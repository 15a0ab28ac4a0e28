mod support;

use std::collections::HashSet;
use std::sync::atomic::Ordering;

use pretty_assertions::assert_eq;

use strata_core::FileId;
use strata_engine::{IndexError, RebuildStatus, SearchScope};

use support::{env, start, EXTENSIONS, WORDS};

#[test]
fn files_containing_all_keys_is_the_intersection() {
    let env = env();
    let stack = start(&env, 1);
    let f1 = env.vfs.create_file("/src/one.txt", "a b");
    let f2 = env.vfs.create_file("/src/two.txt", "a");
    let f3 = env.vfs.create_file("/src/three.txt", "b a");

    let keys = vec!["a".to_string(), "b".to_string()];
    let mut joined = HashSet::new();
    stack
        .service
        .process_files_containing_all_keys(&WORDS, &keys, &SearchScope::Everything, None, |f| {
            joined.insert(f);
            true
        })
        .unwrap();

    let a_files = stack
        .service
        .get_containing_files(&WORDS, &"a".to_string(), &SearchScope::Everything)
        .unwrap();
    let b_files = stack
        .service
        .get_containing_files(&WORDS, &"b".to_string(), &SearchScope::Everything)
        .unwrap();
    let expected: HashSet<FileId> = a_files.intersection(&b_files).copied().collect();

    assert_eq!(joined, expected);
    assert_eq!(joined, [f1, f3].into_iter().collect());
    assert!(!joined.contains(&f2));
}

#[test]
fn value_filter_narrows_the_intersection() {
    let env = env();
    let stack = start(&env, 1);
    env.vfs.create_file("/src/one.txt", "a");
    let f2 = env.vfs.create_file("/src/two.txt", "a a");

    let keys = vec!["a".to_string()];
    let mut found = HashSet::new();
    stack
        .service
        .process_files_containing_all_keys(
            &WORDS,
            &keys,
            &SearchScope::Everything,
            Some(&|count: &u32| *count >= 2),
            |f| {
                found.insert(f);
                true
            },
        )
        .unwrap();
    assert_eq!(found, [f2].into_iter().collect());
}

#[test]
fn get_files_with_key_matches_containing_files() {
    let env = env();
    let stack = start(&env, 1);
    let f1 = env.vfs.create_file("/src/one.txt", "x y");
    env.vfs.create_file("/src/two.txt", "y");

    let mut found = HashSet::new();
    stack
        .service
        .get_files_with_key(
            &WORDS,
            &["x".to_string(), "y".to_string()],
            &SearchScope::Everything,
            |f| {
                found.insert(f);
                true
            },
        )
        .unwrap();
    assert_eq!(found, [f1].into_iter().collect());
}

#[test]
fn scope_restricts_results() {
    let env = env();
    let stack = start(&env, 1);
    let f1 = env.vfs.create_file("/src/one.txt", "a");
    let f2 = env.vfs.create_file("/src/two.txt", "a");

    let scope = SearchScope::single_file(f1);
    let files = stack
        .service
        .get_containing_files(&WORDS, &"a".to_string(), &scope)
        .unwrap();
    assert_eq!(files, [f1].into_iter().collect());

    let everything = stack
        .service
        .get_containing_files(&WORDS, &"a".to_string(), &SearchScope::Everything)
        .unwrap();
    assert_eq!(everything, [f1, f2].into_iter().collect());
}

#[test]
fn process_values_with_restricted_file() {
    let env = env();
    let stack = start(&env, 1);
    let f1 = env.vfs.create_file("/src/one.txt", "a a");
    let f2 = env.vfs.create_file("/src/two.txt", "a");

    let mut seen = Vec::new();
    stack
        .service
        .process_values(
            &WORDS,
            &"a".to_string(),
            Some(f1),
            &SearchScope::Everything,
            |file, value| {
                seen.push((file, *value));
                true
            },
        )
        .unwrap();
    assert_eq!(seen, vec![(f1, 2)]);

    let mut seen = Vec::new();
    stack
        .service
        .process_values(
            &WORDS,
            &"a".to_string(),
            Some(f2),
            &SearchScope::Everything,
            |file, value| {
                seen.push((file, *value));
                true
            },
        )
        .unwrap();
    assert_eq!(seen, vec![(f2, 1)]);
}

#[test]
fn get_all_keys_reflects_live_state() {
    let env = env();
    let stack = start(&env, 1);
    let file = env.vfs.create_file("/src/one.txt", "a b");

    let keys = stack.service.get_all_keys(&WORDS, None).unwrap();
    assert_eq!(keys, ["a", "b"].iter().map(|s| s.to_string()).collect());

    env.vfs.delete(file);
    let keys = stack.service.get_all_keys(&WORDS, None).unwrap();
    assert_eq!(keys, HashSet::new());
}

#[test]
fn dumb_mode_fails_content_queries_but_not_content_less_ones() {
    let env = env();
    let stack = start(&env, 1);
    let file = env.vfs.create_file("/src/one.rs", "a");
    stack
        .service
        .get_values(&WORDS, &"a".to_string(), &SearchScope::Everything)
        .unwrap();

    stack.host.dumb.store(true, Ordering::SeqCst);

    let err = stack
        .service
        .get_values(&WORDS, &"a".to_string(), &SearchScope::Everything)
        .unwrap_err();
    assert!(matches!(err, IndexError::NotReady));

    // Content-less indices are kept current by the event listener and never
    // wait for smart mode.
    let files = stack
        .service
        .get_containing_files(&EXTENSIONS, &"rs".to_string(), &SearchScope::Everything)
        .unwrap();
    assert_eq!(files, [file].into_iter().collect());

    stack.host.dumb.store(false, Ordering::SeqCst);
    assert!(stack
        .service
        .get_values(&WORDS, &"a".to_string(), &SearchScope::Everything)
        .is_ok());
}

#[test]
fn rebuild_request_wipes_disk_state_and_recovers() {
    let env = env();
    let stack = start(&env, 1);
    env.vfs.create_file("/src/one.txt", "a");
    stack
        .service
        .get_values(&WORDS, &"a".to_string(), &SearchScope::Everything)
        .unwrap();
    stack.service.flush();

    let index_dir = env.root().join(WORDS.name());
    assert!(std::fs::metadata(index_dir.join("storage.log")).unwrap().len() > 0);

    stack.service.request_rebuild(WORDS.name());
    assert_eq!(
        stack.service.rebuild_status(WORDS.name()),
        Some(RebuildStatus::RequiresRebuild)
    );

    let values = stack
        .service
        .get_values(&WORDS, &"a".to_string(), &SearchScope::Everything)
        .unwrap();
    assert_eq!(values, Vec::<u32>::new());
    assert_eq!(
        stack.service.rebuild_status(WORDS.name()),
        Some(RebuildStatus::Ok)
    );

    assert!(!index_dir.join("storage.map").exists());
    assert_eq!(
        std::fs::metadata(index_dir.join("storage.log")).unwrap().len(),
        0
    );
}

#[test]
fn cancellation_leaves_files_scheduled() {
    let env = env();
    let stack = start(&env, 1);
    let file = env.vfs.create_file("/src/one.txt", "a");
    assert_eq!(stack.service.get_files_to_update(None), vec![file]);

    stack.host.cancel.cancel();
    let err = stack
        .service
        .get_values(&WORDS, &"a".to_string(), &SearchScope::Everything)
        .unwrap_err();
    assert!(matches!(err, IndexError::Cancelled(_)));
    assert_eq!(stack.service.get_files_to_update(None), vec![file]);
}

#[test]
fn queries_against_an_unknown_index_are_empty() {
    use strata_engine::IndexKey;

    let env = env();
    let stack = start(&env, 1);
    env.vfs.create_file("/src/one.txt", "a");

    const UNKNOWN: IndexKey<String, u32> = IndexKey::new("no.such.index");
    let values = stack
        .service
        .get_values(&UNKNOWN, &"a".to_string(), &SearchScope::Everything)
        .unwrap();
    assert!(values.is_empty());
}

*****

• _Directions_
Would you please return every line in the listing where "host" shows up?

• _Result for this exercise_
    stack.host.dumb.store(true, Ordering::SeqCst);
    stack.host.dumb.store(false, Ordering::SeqCst);
    stack.host.cancel.cancel();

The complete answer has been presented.